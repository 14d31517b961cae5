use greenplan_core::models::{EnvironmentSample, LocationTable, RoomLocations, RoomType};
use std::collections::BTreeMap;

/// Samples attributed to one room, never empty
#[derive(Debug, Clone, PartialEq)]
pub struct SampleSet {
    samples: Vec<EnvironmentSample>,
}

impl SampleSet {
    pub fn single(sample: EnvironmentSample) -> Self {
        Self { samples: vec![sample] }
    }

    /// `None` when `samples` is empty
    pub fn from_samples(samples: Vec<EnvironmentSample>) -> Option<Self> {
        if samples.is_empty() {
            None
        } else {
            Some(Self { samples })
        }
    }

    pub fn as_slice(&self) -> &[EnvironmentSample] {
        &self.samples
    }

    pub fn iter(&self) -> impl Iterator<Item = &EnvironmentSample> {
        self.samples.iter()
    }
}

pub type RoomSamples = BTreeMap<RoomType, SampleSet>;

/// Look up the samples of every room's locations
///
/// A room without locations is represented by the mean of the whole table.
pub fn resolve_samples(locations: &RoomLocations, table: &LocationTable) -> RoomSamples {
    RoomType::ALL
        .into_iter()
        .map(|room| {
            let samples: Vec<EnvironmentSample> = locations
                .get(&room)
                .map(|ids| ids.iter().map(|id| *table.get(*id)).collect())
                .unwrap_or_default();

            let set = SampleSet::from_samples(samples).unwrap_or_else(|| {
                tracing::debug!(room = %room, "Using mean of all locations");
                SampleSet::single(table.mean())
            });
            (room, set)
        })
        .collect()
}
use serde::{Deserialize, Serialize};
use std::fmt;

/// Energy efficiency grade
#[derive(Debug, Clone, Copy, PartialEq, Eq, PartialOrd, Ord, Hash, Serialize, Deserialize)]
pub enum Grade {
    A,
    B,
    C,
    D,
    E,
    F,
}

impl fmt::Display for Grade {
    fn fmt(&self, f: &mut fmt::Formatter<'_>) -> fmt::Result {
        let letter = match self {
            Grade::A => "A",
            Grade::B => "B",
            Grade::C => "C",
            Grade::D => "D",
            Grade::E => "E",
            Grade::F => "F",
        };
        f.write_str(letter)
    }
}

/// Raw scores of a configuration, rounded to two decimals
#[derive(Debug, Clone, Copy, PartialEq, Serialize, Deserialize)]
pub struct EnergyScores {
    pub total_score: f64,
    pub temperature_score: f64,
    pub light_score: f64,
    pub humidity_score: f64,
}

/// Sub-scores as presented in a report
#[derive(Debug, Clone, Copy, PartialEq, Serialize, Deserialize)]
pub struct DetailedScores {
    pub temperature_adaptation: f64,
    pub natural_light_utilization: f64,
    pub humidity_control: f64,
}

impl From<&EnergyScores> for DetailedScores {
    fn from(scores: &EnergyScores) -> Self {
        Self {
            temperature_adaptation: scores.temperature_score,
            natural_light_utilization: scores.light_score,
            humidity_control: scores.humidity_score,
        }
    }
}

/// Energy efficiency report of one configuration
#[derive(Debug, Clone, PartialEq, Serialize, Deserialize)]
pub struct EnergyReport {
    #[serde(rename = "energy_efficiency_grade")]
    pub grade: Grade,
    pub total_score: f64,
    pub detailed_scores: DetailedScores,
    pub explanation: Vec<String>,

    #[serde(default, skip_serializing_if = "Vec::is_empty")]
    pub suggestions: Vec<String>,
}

^^^^^^^^

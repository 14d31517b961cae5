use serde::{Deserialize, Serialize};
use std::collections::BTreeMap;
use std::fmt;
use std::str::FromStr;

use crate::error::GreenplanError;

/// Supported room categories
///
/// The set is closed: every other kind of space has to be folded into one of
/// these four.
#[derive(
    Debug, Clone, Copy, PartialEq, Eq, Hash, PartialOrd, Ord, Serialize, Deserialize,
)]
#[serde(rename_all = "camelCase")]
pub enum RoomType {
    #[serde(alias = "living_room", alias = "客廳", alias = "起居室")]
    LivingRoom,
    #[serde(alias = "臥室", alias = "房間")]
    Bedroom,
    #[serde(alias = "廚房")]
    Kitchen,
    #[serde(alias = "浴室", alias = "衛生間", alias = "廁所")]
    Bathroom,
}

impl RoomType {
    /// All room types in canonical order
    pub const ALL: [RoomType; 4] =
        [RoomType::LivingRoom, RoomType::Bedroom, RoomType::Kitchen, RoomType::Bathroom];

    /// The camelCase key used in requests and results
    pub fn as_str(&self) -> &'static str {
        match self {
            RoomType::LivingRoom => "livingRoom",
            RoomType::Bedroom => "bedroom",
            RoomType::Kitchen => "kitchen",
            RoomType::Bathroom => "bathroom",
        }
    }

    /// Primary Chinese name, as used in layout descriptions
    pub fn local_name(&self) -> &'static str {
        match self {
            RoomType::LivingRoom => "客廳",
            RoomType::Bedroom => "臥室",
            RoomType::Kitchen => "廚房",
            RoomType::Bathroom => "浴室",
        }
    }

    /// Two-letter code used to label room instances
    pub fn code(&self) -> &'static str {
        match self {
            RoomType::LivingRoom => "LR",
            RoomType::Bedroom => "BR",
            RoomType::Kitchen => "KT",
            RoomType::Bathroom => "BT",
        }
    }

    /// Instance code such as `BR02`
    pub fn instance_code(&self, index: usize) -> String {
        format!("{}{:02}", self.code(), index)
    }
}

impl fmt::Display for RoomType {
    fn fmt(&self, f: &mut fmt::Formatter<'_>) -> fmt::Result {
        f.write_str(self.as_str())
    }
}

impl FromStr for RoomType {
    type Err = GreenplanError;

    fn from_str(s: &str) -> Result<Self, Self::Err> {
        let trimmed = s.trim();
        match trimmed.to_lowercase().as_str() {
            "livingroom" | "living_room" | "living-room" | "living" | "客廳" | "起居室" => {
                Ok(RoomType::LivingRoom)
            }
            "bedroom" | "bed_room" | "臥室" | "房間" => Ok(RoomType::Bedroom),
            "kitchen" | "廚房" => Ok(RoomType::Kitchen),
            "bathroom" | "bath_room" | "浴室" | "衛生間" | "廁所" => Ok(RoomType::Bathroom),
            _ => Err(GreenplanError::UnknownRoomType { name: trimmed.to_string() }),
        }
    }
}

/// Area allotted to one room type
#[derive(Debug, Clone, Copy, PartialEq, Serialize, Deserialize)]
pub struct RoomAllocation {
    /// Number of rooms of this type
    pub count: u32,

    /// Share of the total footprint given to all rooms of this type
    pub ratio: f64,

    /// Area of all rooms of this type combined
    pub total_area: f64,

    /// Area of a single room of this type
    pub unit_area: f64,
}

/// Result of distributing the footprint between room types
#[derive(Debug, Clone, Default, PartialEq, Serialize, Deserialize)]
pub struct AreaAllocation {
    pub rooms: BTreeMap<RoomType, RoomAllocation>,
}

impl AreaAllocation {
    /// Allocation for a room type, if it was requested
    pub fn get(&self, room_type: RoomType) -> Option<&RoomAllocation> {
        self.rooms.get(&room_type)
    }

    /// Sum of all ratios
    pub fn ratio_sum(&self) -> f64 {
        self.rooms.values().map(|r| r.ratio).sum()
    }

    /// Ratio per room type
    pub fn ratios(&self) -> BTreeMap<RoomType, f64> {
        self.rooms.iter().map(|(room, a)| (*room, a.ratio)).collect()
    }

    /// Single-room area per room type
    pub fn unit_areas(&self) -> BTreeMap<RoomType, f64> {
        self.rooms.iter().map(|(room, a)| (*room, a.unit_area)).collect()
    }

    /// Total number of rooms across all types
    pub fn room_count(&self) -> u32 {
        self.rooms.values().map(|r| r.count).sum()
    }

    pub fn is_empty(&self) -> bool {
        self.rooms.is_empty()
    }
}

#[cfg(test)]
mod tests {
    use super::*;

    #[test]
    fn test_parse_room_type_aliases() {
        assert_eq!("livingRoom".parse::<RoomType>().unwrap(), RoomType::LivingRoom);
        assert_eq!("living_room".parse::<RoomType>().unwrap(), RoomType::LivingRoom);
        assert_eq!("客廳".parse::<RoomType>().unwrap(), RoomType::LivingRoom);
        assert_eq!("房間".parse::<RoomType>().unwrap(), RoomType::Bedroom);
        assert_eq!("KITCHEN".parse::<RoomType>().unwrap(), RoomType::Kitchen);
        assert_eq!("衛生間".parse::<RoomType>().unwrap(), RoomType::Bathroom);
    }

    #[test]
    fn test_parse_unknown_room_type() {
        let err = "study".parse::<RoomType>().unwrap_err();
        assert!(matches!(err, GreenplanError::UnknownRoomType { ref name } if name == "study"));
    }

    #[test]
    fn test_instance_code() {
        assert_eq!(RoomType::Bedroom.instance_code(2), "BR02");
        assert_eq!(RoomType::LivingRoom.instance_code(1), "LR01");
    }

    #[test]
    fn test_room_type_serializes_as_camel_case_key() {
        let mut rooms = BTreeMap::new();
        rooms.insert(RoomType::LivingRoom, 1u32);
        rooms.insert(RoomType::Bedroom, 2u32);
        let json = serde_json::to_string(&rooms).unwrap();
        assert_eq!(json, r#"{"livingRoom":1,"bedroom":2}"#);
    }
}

^^^^^^^^

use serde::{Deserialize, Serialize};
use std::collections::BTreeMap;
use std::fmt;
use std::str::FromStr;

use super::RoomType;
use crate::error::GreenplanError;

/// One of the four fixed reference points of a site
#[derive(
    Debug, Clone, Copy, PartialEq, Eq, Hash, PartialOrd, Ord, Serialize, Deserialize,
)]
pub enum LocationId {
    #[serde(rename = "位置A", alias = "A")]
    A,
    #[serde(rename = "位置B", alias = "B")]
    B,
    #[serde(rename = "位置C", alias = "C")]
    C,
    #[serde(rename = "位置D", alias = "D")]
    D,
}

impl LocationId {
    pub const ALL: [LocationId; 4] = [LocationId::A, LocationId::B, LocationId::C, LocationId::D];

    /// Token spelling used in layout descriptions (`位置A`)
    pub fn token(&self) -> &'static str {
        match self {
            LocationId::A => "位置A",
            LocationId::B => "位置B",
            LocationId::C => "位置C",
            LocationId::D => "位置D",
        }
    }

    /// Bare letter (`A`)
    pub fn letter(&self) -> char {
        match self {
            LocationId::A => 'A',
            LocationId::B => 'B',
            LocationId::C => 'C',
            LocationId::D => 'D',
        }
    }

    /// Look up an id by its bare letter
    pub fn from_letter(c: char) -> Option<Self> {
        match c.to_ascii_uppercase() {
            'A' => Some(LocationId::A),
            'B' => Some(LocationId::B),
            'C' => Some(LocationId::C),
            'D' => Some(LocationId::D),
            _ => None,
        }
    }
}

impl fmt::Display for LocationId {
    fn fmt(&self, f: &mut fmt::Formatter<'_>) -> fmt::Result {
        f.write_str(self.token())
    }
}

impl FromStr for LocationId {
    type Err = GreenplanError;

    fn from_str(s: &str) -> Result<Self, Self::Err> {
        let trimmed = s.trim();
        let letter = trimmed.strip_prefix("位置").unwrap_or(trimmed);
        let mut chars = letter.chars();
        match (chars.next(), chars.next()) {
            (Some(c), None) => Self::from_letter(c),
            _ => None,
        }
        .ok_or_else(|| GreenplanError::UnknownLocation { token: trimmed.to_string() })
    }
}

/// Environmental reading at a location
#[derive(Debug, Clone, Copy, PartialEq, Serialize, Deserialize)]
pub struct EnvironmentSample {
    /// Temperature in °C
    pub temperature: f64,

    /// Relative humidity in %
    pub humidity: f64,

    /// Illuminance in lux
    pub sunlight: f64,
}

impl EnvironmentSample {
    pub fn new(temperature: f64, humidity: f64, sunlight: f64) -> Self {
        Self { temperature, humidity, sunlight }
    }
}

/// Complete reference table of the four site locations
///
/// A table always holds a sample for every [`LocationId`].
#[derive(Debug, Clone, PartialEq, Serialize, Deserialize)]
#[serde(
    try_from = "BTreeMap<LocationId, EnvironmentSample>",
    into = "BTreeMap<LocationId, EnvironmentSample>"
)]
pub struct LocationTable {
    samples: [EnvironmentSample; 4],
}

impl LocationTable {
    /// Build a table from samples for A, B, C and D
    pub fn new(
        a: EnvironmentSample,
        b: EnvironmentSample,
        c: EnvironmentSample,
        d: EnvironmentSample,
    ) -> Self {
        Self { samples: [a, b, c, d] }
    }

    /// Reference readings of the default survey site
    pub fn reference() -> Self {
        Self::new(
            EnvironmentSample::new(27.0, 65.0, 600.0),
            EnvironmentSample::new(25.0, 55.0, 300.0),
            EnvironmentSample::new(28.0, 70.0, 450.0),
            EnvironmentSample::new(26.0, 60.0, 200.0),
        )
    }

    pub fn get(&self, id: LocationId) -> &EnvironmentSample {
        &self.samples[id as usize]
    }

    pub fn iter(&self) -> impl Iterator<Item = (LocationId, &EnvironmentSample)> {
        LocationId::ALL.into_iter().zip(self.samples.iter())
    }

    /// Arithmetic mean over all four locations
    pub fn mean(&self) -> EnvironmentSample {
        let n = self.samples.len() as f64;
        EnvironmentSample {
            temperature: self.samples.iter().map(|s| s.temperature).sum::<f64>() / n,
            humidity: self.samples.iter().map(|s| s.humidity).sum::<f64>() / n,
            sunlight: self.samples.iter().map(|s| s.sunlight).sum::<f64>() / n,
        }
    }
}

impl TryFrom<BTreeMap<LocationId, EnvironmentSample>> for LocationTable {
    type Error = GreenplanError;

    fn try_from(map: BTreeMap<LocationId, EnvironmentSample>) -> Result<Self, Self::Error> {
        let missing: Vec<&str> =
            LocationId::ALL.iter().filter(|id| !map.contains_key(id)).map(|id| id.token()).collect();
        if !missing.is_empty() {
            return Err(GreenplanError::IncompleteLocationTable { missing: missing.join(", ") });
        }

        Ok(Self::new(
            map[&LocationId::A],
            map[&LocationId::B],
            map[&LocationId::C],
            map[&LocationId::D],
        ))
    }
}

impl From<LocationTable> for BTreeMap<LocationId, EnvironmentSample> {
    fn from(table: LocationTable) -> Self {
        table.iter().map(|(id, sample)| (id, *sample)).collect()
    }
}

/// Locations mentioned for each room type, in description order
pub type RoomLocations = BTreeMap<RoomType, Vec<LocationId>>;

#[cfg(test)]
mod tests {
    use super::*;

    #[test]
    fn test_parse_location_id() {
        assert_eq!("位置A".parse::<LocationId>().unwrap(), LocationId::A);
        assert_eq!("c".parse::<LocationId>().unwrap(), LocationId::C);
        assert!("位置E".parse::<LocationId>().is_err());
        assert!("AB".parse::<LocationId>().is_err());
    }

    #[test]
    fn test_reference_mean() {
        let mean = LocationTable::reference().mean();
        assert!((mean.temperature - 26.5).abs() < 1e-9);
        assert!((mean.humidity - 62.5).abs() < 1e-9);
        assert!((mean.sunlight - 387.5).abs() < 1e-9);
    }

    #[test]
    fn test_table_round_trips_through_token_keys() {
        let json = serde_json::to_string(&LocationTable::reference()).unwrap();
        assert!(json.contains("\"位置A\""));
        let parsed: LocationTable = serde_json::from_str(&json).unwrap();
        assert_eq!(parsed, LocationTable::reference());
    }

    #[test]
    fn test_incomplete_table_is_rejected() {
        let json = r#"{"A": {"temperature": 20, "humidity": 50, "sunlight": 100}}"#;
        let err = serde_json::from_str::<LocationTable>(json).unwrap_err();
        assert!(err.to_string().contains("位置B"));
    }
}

^^^^^^^^

▶ GOAL OF THE EXERCISE:
From the records above, return each line that has the string "index".

▶ WRITTEN SOLUTION:
    pub fn instance_code(&self, index: usize) -> String {
        format!("{}{:02}", self.code(), index)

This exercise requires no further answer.